//! Scoped batch writes.
//!
//! A [`WriteBatch`] buffers `put`s and hands them to the backend through
//! `put_many` once `batch_size` entries are pending. Dropping the handle
//! commits whatever is still pending; call [`WriteBatch::abort`] to discard it
//! instead.

use tracing::{debug, warn};

use crate::{KvStore, StoreError};

pub struct WriteBatch<'a> {
    store: &'a dyn KvStore,
    pending: Vec<(Vec<u8>, Vec<u8>)>,
    batch_size: usize,
    committed: usize,
    finished: bool,
}

impl<'a> WriteBatch<'a> {
    /// Start a batch. Fails fast on read-only stores and a zero batch size.
    pub fn new(store: &'a dyn KvStore, batch_size: usize) -> Result<Self, StoreError> {
        store.mode().ensure_writable("write_batch")?;
        if batch_size == 0 {
            return Err(StoreError::InvalidParameter(
                "batch_size must be greater than zero".into(),
            ));
        }
        Ok(Self {
            store,
            pending: Vec::with_capacity(batch_size),
            batch_size,
            committed: 0,
            finished: false,
        })
    }

    /// Buffer one write, flushing to the backend when the batch is full.
    pub fn add(&mut self, key: impl Into<Vec<u8>>, value: impl Into<Vec<u8>>) -> Result<(), StoreError> {
        self.pending.push((key.into(), value.into()));
        if self.pending.len() >= self.batch_size {
            self.flush_pending()?;
        }
        Ok(())
    }

    pub fn pending(&self) -> usize {
        self.pending.len()
    }

    /// Entries already handed to the backend.
    pub fn committed(&self) -> usize {
        self.committed
    }

    /// Flush pending writes and the backend. Returns the total number of
    /// entries written through this handle.
    pub fn commit(mut self) -> Result<usize, StoreError> {
        self.finished = true;
        self.flush_pending()?;
        self.store.flush()?;
        Ok(self.committed)
    }

    /// Discard pending writes. Entries flushed by earlier auto-commits stay.
    /// Returns the number of discarded entries.
    pub fn abort(mut self) -> usize {
        self.finished = true;
        let discarded = self.pending.len();
        self.pending.clear();
        debug!(
            backend = self.store.backend_name(),
            discarded,
            committed = self.committed,
            "write batch aborted"
        );
        discarded
    }

    fn flush_pending(&mut self) -> Result<(), StoreError> {
        if self.pending.is_empty() {
            return Ok(());
        }
        let entries = std::mem::replace(&mut self.pending, Vec::with_capacity(self.batch_size));
        let count = entries.len();
        self.store.put_many(entries)?;
        self.committed += count;
        debug!(
            backend = self.store.backend_name(),
            keys = count,
            committed = self.committed,
            "write batch flushed"
        );
        Ok(())
    }
}

impl Drop for WriteBatch<'_> {
    fn drop(&mut self) {
        if self.finished || self.pending.is_empty() {
            return;
        }
        if let Err(err) = self.flush_pending() {
            warn!(
                backend = self.store.backend_name(),
                error = %err,
                "failed to flush write batch on drop"
            );
        }
    }
}

#[cfg(test)]
mod tests {
    use super::*;
    use crate::{AccessMode, InMemoryStore};

    #[test]
    fn auto_flushes_at_batch_size() {
        let store = InMemoryStore::new();
        let mut batch = WriteBatch::new(&store, 2).unwrap();
        batch.add(b"a".to_vec(), b"1".to_vec()).unwrap();
        assert_eq!(store.len().unwrap(), 0);
        batch.add(b"b".to_vec(), b"2".to_vec()).unwrap();
        assert_eq!(store.len().unwrap(), 2);
        assert_eq!(batch.pending(), 0);
        batch.add(b"c".to_vec(), b"3".to_vec()).unwrap();
        assert_eq!(batch.commit().unwrap(), 3);
        assert_eq!(store.len().unwrap(), 3);
    }

    #[test]
    fn abort_discards_only_pending() {
        let store = InMemoryStore::new();
        let mut batch = WriteBatch::new(&store, 2).unwrap();
        for key in [b"a", b"b", b"c"] {
            batch.add(key.to_vec(), b"v".to_vec()).unwrap();
        }
        assert_eq!(batch.abort(), 1);
        assert_eq!(store.len().unwrap(), 2);
        assert!(!store.contains(b"c").unwrap());
    }

    #[test]
    fn drop_flushes_pending_writes() {
        let store = InMemoryStore::new();
        {
            let mut batch = WriteBatch::new(&store, 100).unwrap();
            batch.add(b"k".to_vec(), b"v".to_vec()).unwrap();
        }
        assert_eq!(store.get(b"k").unwrap(), Some(b"v".to_vec()));
    }

    #[test]
    fn read_only_store_rejects_batch() {
        let store = InMemoryStore::with_mode(AccessMode::ReadOnly);
        assert!(matches!(
            WriteBatch::new(&store, 10),
            Err(StoreError::AccessDenied { .. })
        ));
    }

    #[test]
    fn zero_batch_size_is_invalid() {
        let store = InMemoryStore::new();
        assert!(matches!(
            WriteBatch::new(&store, 0),
            Err(StoreError::InvalidParameter(_))
        ));
    }
}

##########

Every single entry is to be retyped exactly.

//! Scoped batch writes.
//!
//! A [`WriteBatch`] buffers `put`s and hands them to the backend through
//! `put_many` once `batch_size` entries are pending. Dropping the handle
//! commits whatever is still pending; call [`WriteBatch::abort`] to discard it
//! instead.

use tracing::{debug, warn};

use crate::{KvStore, StoreError};

pub struct WriteBatch<'a> {
    store: &'a dyn KvStore,
    pending: Vec<(Vec<u8>, Vec<u8>)>,
    batch_size: usize,
    committed: usize,
    finished: bool,
}

impl<'a> WriteBatch<'a> {
    /// Start a batch. Fails fast on read-only stores and a zero batch size.
    pub fn new(store: &'a dyn KvStore, batch_size: usize) -> Result<Self, StoreError> {
        store.mode().ensure_writable("write_batch")?;
        if batch_size == 0 {
            return Err(StoreError::InvalidParameter(
                "batch_size must be greater than zero".into(),
            ));
        }
        Ok(Self {
            store,
            pending: Vec::with_capacity(batch_size),
            batch_size,
            committed: 0,
            finished: false,
        })
    }

    /// Buffer one write, flushing to the backend when the batch is full.
    pub fn add(&mut self, key: impl Into<Vec<u8>>, value: impl Into<Vec<u8>>) -> Result<(), StoreError> {
        self.pending.push((key.into(), value.into()));
        if self.pending.len() >= self.batch_size {
            self.flush_pending()?;
        }
        Ok(())
    }

    pub fn pending(&self) -> usize {
        self.pending.len()
    }

    /// Entries already handed to the backend.
    pub fn committed(&self) -> usize {
        self.committed
    }

    /// Flush pending writes and the backend. Returns the total number of
    /// entries written through this handle.
    pub fn commit(mut self) -> Result<usize, StoreError> {
        self.finished = true;
        self.flush_pending()?;
        self.store.flush()?;
        Ok(self.committed)
    }

    /// Discard pending writes. Entries flushed by earlier auto-commits stay.
    /// Returns the number of discarded entries.
    pub fn abort(mut self) -> usize {
        self.finished = true;
        let discarded = self.pending.len();
        self.pending.clear();
        debug!(
            backend = self.store.backend_name(),
            discarded,
            committed = self.committed,
            "write batch aborted"
        );
        discarded
    }

    fn flush_pending(&mut self) -> Result<(), StoreError> {
        if self.pending.is_empty() {
            return Ok(());
        }
        let entries = std::mem::replace(&mut self.pending, Vec::with_capacity(self.batch_size));
        let count = entries.len();
        self.store.put_many(entries)?;
        self.committed += count;
        debug!(
            backend = self.store.backend_name(),
            keys = count,
            committed = self.committed,
            "write batch flushed"
        );
        Ok(())
    }
}

impl Drop for WriteBatch<'_> {
    fn drop(&mut self) {
        if self.finished || self.pending.is_empty() {
            return;
        }
        if let Err(err) = self.flush_pending() {
            warn!(
                backend = self.store.backend_name(),
                error = %err,
                "failed to flush write batch on drop"
            );
        }
    }
}

#[cfg(test)]
mod tests {
    use super::*;
    use crate::{AccessMode, InMemoryStore};

    #[test]
    fn auto_flushes_at_batch_size() {
        let store = InMemoryStore::new();
        let mut batch = WriteBatch::new(&store, 2).unwrap();
        batch.add(b"a".to_vec(), b"1".to_vec()).unwrap();
        assert_eq!(store.len().unwrap(), 0);
        batch.add(b"b".to_vec(), b"2".to_vec()).unwrap();
        assert_eq!(store.len().unwrap(), 2);
        assert_eq!(batch.pending(), 0);
        batch.add(b"c".to_vec(), b"3".to_vec()).unwrap();
        assert_eq!(batch.commit().unwrap(), 3);
        assert_eq!(store.len().unwrap(), 3);
    }

    #[test]
    fn abort_discards_only_pending() {
        let store = InMemoryStore::new();
        let mut batch = WriteBatch::new(&store, 2).unwrap();
        for key in [b"a", b"b", b"c"] {
            batch.add(key.to_vec(), b"v".to_vec()).unwrap();
        }
        assert_eq!(batch.abort(), 1);
        assert_eq!(store.len().unwrap(), 2);
        assert!(!store.contains(b"c").unwrap());
    }

    #[test]
    fn drop_flushes_pending_writes() {
        let store = InMemoryStore::new();
        {
            let mut batch = WriteBatch::new(&store, 100).unwrap();
            batch.add(b"k".to_vec(), b"v".to_vec()).unwrap();
        }
        assert_eq!(store.get(b"k").unwrap(), Some(b"v".to_vec()));
    }

    #[test]
    fn read_only_store_rejects_batch() {
        let store = InMemoryStore::with_mode(AccessMode::ReadOnly);
        assert!(matches!(
            WriteBatch::new(&store, 10),
            Err(StoreError::AccessDenied { .. })
        ));
    }

    #[test]
    fn zero_batch_size_is_invalid() {
        let store = InMemoryStore::new();
        assert!(matches!(
            WriteBatch::new(&store, 0),
            Err(StoreError::InvalidParameter(_))
        ));
    }
}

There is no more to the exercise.